What is expected: Transcribe the data exactly, stopping after the "impl IntoResponse for" line.

═════ Record set ═════

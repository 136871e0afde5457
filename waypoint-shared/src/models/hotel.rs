use chrono::{DateTime, Utc};
use serde::{Deserialize, Serialize};
use uuid::Uuid;

/// An accommodation option that trips can book.
#[derive(Debug, Clone, Serialize, Deserialize, PartialEq)]
pub struct Hotel {
    pub id: Uuid,
    pub name: String,
    pub location: String,
    pub price_per_night: f64,
    pub rating: f64,
    pub available_from: DateTime<Utc>,
    pub available_to: DateTime<Utc>,
    pub created_at: DateTime<Utc>,
    pub updated_at: DateTime<Utc>,
}

/// Payload for `POST /hotels`.
#[derive(Debug, Clone, Serialize, Deserialize)]
pub struct NewHotel {
    pub name: String,
    pub location: String,
    pub price_per_night: f64,
    #[serde(default)]
    pub rating: f64,
    pub available_from: DateTime<Utc>,
    pub available_to: DateTime<Utc>,
}
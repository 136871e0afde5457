use axum::{
    extract::{
        rejection::{JsonRejection, QueryRejection},
        FromRequest, FromRequestParts,
    },
    http::StatusCode,
    response::{IntoResponse, Response},
    Json,
};
use serde_json::json;
use waypoint_core::PlanningError;

#[derive(Debug, thiserror::Error)]
pub enum AppError {
    /// Body or query string could not be decoded.
    #[error("{0}")]
    BadRequest(String),

    #[error(transparent)]
    Planning(#[from] PlanningError),
}

impl IntoResponse for AppError {
    fn into_response(self) -> Response {
        let (status, error_message) = match self {
            AppError::BadRequest(msg) => (StatusCode::BAD_REQUEST, msg),
            AppError::Planning(err) if err.is_validation() => {
                (StatusCode::UNPROCESSABLE_ENTITY, err.to_string())
            }
            AppError::Planning(err) if err.is_not_found() => (StatusCode::NOT_FOUND, err.to_string()),
            AppError::Planning(err) => {
                tracing::error!(error = ?err, "Internal Server Error: {}", err);
                (StatusCode::INTERNAL_SERVER_ERROR, "Internal Server Error".to_string())
            }
        };

        let body = Json(json!({
            "error": error_message,
        }));

        (status, body).into_response()
    }
}

impl From<JsonRejection> for AppError {
    fn from(rejection: JsonRejection) -> Self {
        AppError::BadRequest(format!("invalid request body: {}", rejection.body_text()))
    }
}

impl From<QueryRejection> for AppError {
    fn from(rejection: QueryRejection) -> Self {
        AppError::BadRequest(format!("invalid query parameters: {}", rejection.body_text()))
    }
}

/// `Json` extractor whose rejections use the `{"error": ...}` envelope.
#[derive(FromRequest)]
#[from_request(via(axum::Json), rejection(AppError))]
pub struct ApiJson<T>(pub T);

/// `Query` extractor whose rejections use the `{"error": ...}` envelope.
#[derive(FromRequestParts)]
#[from_request(via(axum::extract::Query), rejection(AppError))]
pub struct ApiQuery<T>(pub T);

pub type ApiResult<T> = Result<T, AppError>;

═════

Answer to this exercise:
repository 136871e0afde5457
filename waypoint-shared/src/models/hotel.rs
use chrono::{DateTime, Utc};
use serde::{Deserialize, Serialize};
use uuid::Uuid;

/// An accommodation option that trips can book.
#[derive(Debug, Clone, Serialize, Deserialize, PartialEq)]
pub struct Hotel {
    pub id: Uuid,
    pub name: String,
    pub location: String,
    pub price_per_night: f64,
    pub rating: f64,
    pub available_from: DateTime<Utc>,
    pub available_to: DateTime<Utc>,
    pub created_at: DateTime<Utc>,
    pub updated_at: DateTime<Utc>,
}

/// Payload for `POST /hotels`.
#[derive(Debug, Clone, Serialize, Deserialize)]
pub struct NewHotel {
    pub name: String,
    pub location: String,
    pub price_per_night: f64,
    #[serde(default)]
    pub rating: f64,
    pub available_from: DateTime<Utc>,
    pub available_to: DateTime<Utc>,
}
repository 136871e0afde5457
use axum::{
    extract::{
        rejection::{JsonRejection, QueryRejection},
        FromRequest, FromRequestParts,
    },
    http::StatusCode,
    response::{IntoResponse, Response},
    Json,
};
use serde_json::json;
use waypoint_core::PlanningError;

#[derive(Debug, thiserror::Error)]
pub enum AppError {
    /// Body or query string could not be decoded.
    #[error("{0}")]
    BadRequest(String),

    #[error(transparent)]
    Planning(#[from] PlanningError),
}

impl IntoResponse for AppError {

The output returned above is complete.